近江の山中氏は、戦国時代に甲賀二十一家の随一と称され、鈴鹿山麓の山中村から起こったと伝えられている。山中氏は橘姓といい数種類の系図が伝来しているが、それぞれ異同が著しく、にわかにその世系を特定することは難しい。いずれにしても、平安末期ごろ、荘園の下司・公文として武士化していたようだ。

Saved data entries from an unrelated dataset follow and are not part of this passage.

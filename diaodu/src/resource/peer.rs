//! peer 注册表。peer 是某个客户端对某个任务的一次下载，
//! 注册表就是 id 寻址的 arena，Host / Task 里只存 peer id。

use std::sync::atomic::{AtomicBool, AtomicI32, AtomicU64, Ordering};
use std::sync::{Arc, Mutex};

use anyhow::{Result, anyhow};
use dashmap::{DashMap, DashSet};
use diaodu_util::bitfield::Bitfield;
use diaodu_util::collection::FixedQueue;
use diaodu_util::datetime;
use diaodu_util::fsm::{FsmError, Rule, StateMachine, Transition};
use diaodu_util::sync::MutexExt;
use tracing::{debug, warn};

use crate::config::PIECE_COST_RING_LIMIT;
use crate::protocol::{PeerPacket, PeerPacketSender};

#[derive(Debug, Clone, Copy, PartialEq, Eq)]
pub enum PeerState {
    Pending,

    /// 注册时定下的档位
    ReceivedTiny,
    ReceivedSmall,
    ReceivedNormal,

    /// 上报流已经打开，正在从其他 peer 下载
    Running,

    /// 被调度器要求回源。回源 peer 仍然可以作为别人的父节点
    BackToSource,

    Succeeded,
    Failed,

    /// 空闲超时被 GC 标记，等待 Leave。Leave 的前置状态
    Zombie,

    Leave,
}

impl PeerState {
    /// 终态不再参与调度，也不再接受下载类迁移
    pub fn is_terminal(&self) -> bool {
        matches!(
            self,
            PeerState::Succeeded | PeerState::Failed | PeerState::Zombie | PeerState::Leave
        )
    }
}

#[derive(Debug, Clone, Copy, PartialEq, Eq)]
pub enum PeerEvent {
    RegisterTiny,
    RegisterSmall,
    RegisterNormal,
    Download,
    DownloadFromBackToSource,
    DownloadSucceeded,
    DownloadFailed,
    MarkZombie,
    Leave,
}

const PEER_RULES: &[Rule<PeerState, PeerEvent>] = &[
    Rule {
        event: PeerEvent::RegisterTiny,
        from: &[PeerState::Pending],
        to: PeerState::ReceivedTiny,
    },
    Rule {
        event: PeerEvent::RegisterSmall,
        from: &[PeerState::Pending],
        to: PeerState::ReceivedSmall,
    },
    Rule {
        event: PeerEvent::RegisterNormal,
        from: &[PeerState::Pending],
        to: PeerState::ReceivedNormal,
    },
    Rule {
        event: PeerEvent::Download,
        from: &[
            PeerState::ReceivedTiny,
            PeerState::ReceivedSmall,
            PeerState::ReceivedNormal,
        ],
        to: PeerState::Running,
    },
    Rule {
        event: PeerEvent::DownloadFromBackToSource,
        from: &[
            PeerState::ReceivedTiny,
            PeerState::ReceivedSmall,
            PeerState::ReceivedNormal,
            PeerState::Running,
        ],
        to: PeerState::BackToSource,
    },
    // 上报结果和分片流没有先后保证，注册完成后结果可能先到
    Rule {
        event: PeerEvent::DownloadSucceeded,
        from: &[
            PeerState::ReceivedTiny,
            PeerState::ReceivedSmall,
            PeerState::ReceivedNormal,
            PeerState::Running,
            PeerState::BackToSource,
        ],
        to: PeerState::Succeeded,
    },
    Rule {
        event: PeerEvent::DownloadFailed,
        from: &[
            PeerState::Pending,
            PeerState::ReceivedTiny,
            PeerState::ReceivedSmall,
            PeerState::ReceivedNormal,
            PeerState::Running,
            PeerState::BackToSource,
        ],
        to: PeerState::Failed,
    },
    Rule {
        event: PeerEvent::MarkZombie,
        from: &[
            PeerState::Pending,
            PeerState::ReceivedTiny,
            PeerState::ReceivedSmall,
            PeerState::ReceivedNormal,
            PeerState::Running,
            PeerState::BackToSource,
        ],
        to: PeerState::Zombie,
    },
    Rule {
        event: PeerEvent::Leave,
        from: &[
            PeerState::Pending,
            PeerState::ReceivedTiny,
            PeerState::ReceivedSmall,
            PeerState::ReceivedNormal,
            PeerState::Running,
            PeerState::BackToSource,
            PeerState::Succeeded,
            PeerState::Failed,
            PeerState::Zombie,
        ],
        to: PeerState::Leave,
    },
];

pub struct Peer {
    id: String,

    /// 反向索引，实体归 Task / Host 所有
    task_id: String,
    host_id: String,

    /// 分片完成位图
    pieces: Mutex<Bitfield>,

    /// 已完成分片数
    finished_count: AtomicI32,

    /// 最近 N 次分片耗时（毫秒）
    piece_costs: Mutex<FixedQueue<u64>>,

    fsm: Mutex<StateMachine<PeerState, PeerEvent>>,

    /// 注册时任务没有种子可用，调度时直接回源
    need_back_to_source: AtomicBool,

    /// 已经被要求回源过
    is_back_to_source: AtomicBool,

    /// 不允许与这些 peer 配对
    block_peers: DashSet<String>,

    /// 上报流的发送端，注册一次，Leave 时清掉
    stream: Mutex<Option<PeerPacketSender>>,

    created_at: u64,

    last_access: Arc<AtomicU64>,
}

impl Peer {
    pub fn new(id: &str, task_id: &str, host_id: &str) -> Self {
        let last_access = Arc::new(AtomicU64::new(datetime::now_millis()));

        // 每次迁移生效都刷新 last_access
        let mut fsm = StateMachine::new(PeerState::Pending, PEER_RULES);
        {
            let last_access = last_access.clone();
            let peer_id = id.to_string();
            fsm.observe(move |transition| {
                last_access.store(datetime::now_millis(), Ordering::Release);
                debug!(
                    "peer {peer_id} 状态迁移: {:?} -> {:?} ({:?})",
                    transition.from, transition.to, transition.event
                );
            });
        }

        Self {
            id: id.to_string(),
            task_id: task_id.to_string(),
            host_id: host_id.to_string(),
            pieces: Mutex::new(Bitfield::new()),
            finished_count: AtomicI32::new(0),
            piece_costs: Mutex::new(FixedQueue::new(PIECE_COST_RING_LIMIT)),
            fsm: Mutex::new(fsm),
            need_back_to_source: AtomicBool::new(false),
            is_back_to_source: AtomicBool::new(false),
            block_peers: DashSet::new(),
            stream: Mutex::new(None),
            created_at: datetime::now_millis(),
            last_access,
        }
    }

    pub fn id(&self) -> &str {
        &self.id
    }

    pub fn task_id(&self) -> &str {
        &self.task_id
    }

    pub fn host_id(&self) -> &str {
        &self.host_id
    }

    pub fn state(&self) -> PeerState {
        self.fsm.lock_pe().current()
    }

    pub fn is(&self, state: PeerState) -> bool {
        self.state() == state
    }

    pub fn is_terminal(&self) -> bool {
        self.state().is_terminal()
    }

    /// 状态迁移。只做机器本身的事，实体间的副作用在 Registries 里处理
    pub fn transit(
        &self,
        event: PeerEvent,
    ) -> Result<Transition<PeerState, PeerEvent>, FsmError<PeerState, PeerEvent>> {
        self.fsm.lock_pe().handle(event)
    }

    /// 当前状态下事件是否可触发
    pub fn can(&self, event: PeerEvent) -> bool {
        self.fsm.lock_pe().can(event)
    }

    /// 记录一次分片完成
    pub fn update_progress(&self, piece_num: u32, finished_count: i32, cost_millis: u64) {
        self.pieces.lock_pe().set(piece_num as usize);
        self.finished_count.store(finished_count, Ordering::Release);
        self.piece_costs.lock_pe().push(cost_millis);
        self.touch();
    }

    /// 做种侧登记一个分片，不记耗时
    pub fn add_piece(&self, piece_num: u32) {
        self.pieces.lock_pe().set(piece_num as usize);
        self.finished_count.fetch_add(1, Ordering::AcqRel);
        self.touch();
    }

    pub fn finished_count(&self) -> i32 {
        self.finished_count.load(Ordering::Acquire)
    }

    pub fn has_piece(&self, piece_num: u32) -> bool {
        self.pieces.lock_pe().get(piece_num as usize)
    }

    /// (最近一次耗时, 环内平均耗时, 样本数)
    pub fn cost_stats(&self) -> (u64, u64, usize) {
        let costs = self.piece_costs.lock_pe();
        (costs.back().copied().unwrap_or(0), costs.avg(), costs.len())
    }

    pub fn need_back_to_source(&self) -> bool {
        self.need_back_to_source.load(Ordering::Acquire)
    }

    pub fn set_need_back_to_source(&self) {
        self.need_back_to_source.store(true, Ordering::Release);
    }

    pub fn is_back_to_source(&self) -> bool {
        self.is_back_to_source.load(Ordering::Acquire)
    }

    pub fn set_back_to_source(&self) {
        self.is_back_to_source.store(true, Ordering::Release);
    }

    pub fn block_peers(&self) -> &DashSet<String> {
        &self.block_peers
    }

    pub fn block_peer(&self, peer_id: &str) {
        self.block_peers.insert(peer_id.to_string());
    }

    /// 绑定上报流。重复绑定以新的为准
    pub fn register_stream(&self, sender: PeerPacketSender) {
        let mut stream = self.stream.lock_pe();
        if stream.is_some() {
            warn!("peer {} 重复绑定上报流，覆盖旧的", self.id);
        }
        *stream = Some(sender);
    }

    pub fn load_stream(&self) -> Option<PeerPacketSender> {
        self.stream.lock_pe().clone()
    }

    pub fn has_stream(&self) -> bool {
        self.stream.lock_pe().is_some()
    }

    pub fn close_stream(&self) {
        *self.stream.lock_pe() = None;
    }

    /// 把调度包推给 peer
    pub async fn send_packet(&self, packet: PeerPacket) -> Result<()> {
        let sender = self
            .load_stream()
            .ok_or_else(|| anyhow!("peer {} 没有绑定上报流", self.id))?;
        sender
            .send(packet)
            .await
            .map_err(|_| anyhow!("peer {} 的上报流已关闭", self.id))
    }

    pub fn touch(&self) {
        self.last_access.store(datetime::now_millis(), Ordering::Release);
    }

    pub fn last_access(&self) -> u64 {
        self.last_access.load(Ordering::Acquire)
    }

    pub fn created_at(&self) -> u64 {
        self.created_at
    }
}

pub struct PeerRegistry {
    peers: DashMap<String, Arc<Peer>>,
}

impl PeerRegistry {
    pub fn new() -> Self {
        Self {
            peers: DashMap::new(),
        }
    }

    /// 放入 peer。已存在时返回已有实例（注册重试幂等）
    pub fn get_or_insert(&self, peer: Peer) -> (Arc<Peer>, bool) {
        match self.peers.entry(peer.id.clone()) {
            dashmap::mapref::entry::Entry::Occupied(entry) => (entry.get().clone(), false),
            dashmap::mapref::entry::Entry::Vacant(entry) => {
                let peer = Arc::new(peer);
                entry.insert(peer.clone());
                (peer, true)
            }
        }
    }

    pub fn get(&self, peer_id: &str) -> Option<Arc<Peer>> {
        self.peers.get(peer_id).map(|p| p.clone())
    }

    /// 只从 arena 里摘掉，级联清理走 Registries::delete_peer
    pub(crate) fn remove(&self, peer_id: &str) -> Option<Arc<Peer>> {
        self.peers.remove(peer_id).map(|(_, peer)| peer)
    }

    pub fn list(&self) -> Vec<Arc<Peer>> {
        self.peers.iter().map(|p| p.clone()).collect()
    }

    pub fn list_by_task(&self, task_id: &str) -> Vec<Arc<Peer>> {
        self.peers
            .iter()
            .filter(|p| p.task_id == task_id)
            .map(|p| p.clone())
            .collect()
    }

    pub fn len(&self) -> usize {
        self.peers.len()
    }

    pub fn is_empty(&self) -> bool {
        self.peers.is_empty()
    }
}

impl Default for PeerRegistry {
    fn default() -> Self {
        Self::new()
    }
}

鎌倉時代はじめの、嘉禄二年(1226)、橘中務丞俊信が、鈴鹿山の賊を退治した功によって、山中村地頭.鈴鹿山盗賊追捕使に補任された。そして、山中にちなんで山中を称するようになったという。山中氏系図によると、俊信以前に岩屋・大平・石部・野村・山村・三雲・宇田・原らの諸氏が分出しており、山中氏は惣領を中心とした武士団を形成していたようだ。
また山中氏は、伊勢神宮祭司によって伊勢神宮柏木御厨の地頭職に補任され、幕府からも公卿勅使「儲役」、「鈴鹿峠警固役」を公認されていた。「儲役」とは朝廷が伊勢神宮に特別なことを祈願する勅使である公卿勅使を接待する役であり、「鈴鹿警固役」とは公卿勅使を近江・伊勢国境附近で警護する任をいった。
山中氏は鈴鹿山麓の山中村を本拠としていたが、やがて、惣領家は柏木御厨に移住したため山中氏は二流に分かれた。柏木に移った山中氏は、柏木御厨五郷(本郷・酒入郷・上山村郷・中山村郷・下山村郷)を領して、戦乱を生き抜き甲賀郡屈指の国人領主に成長していったのである。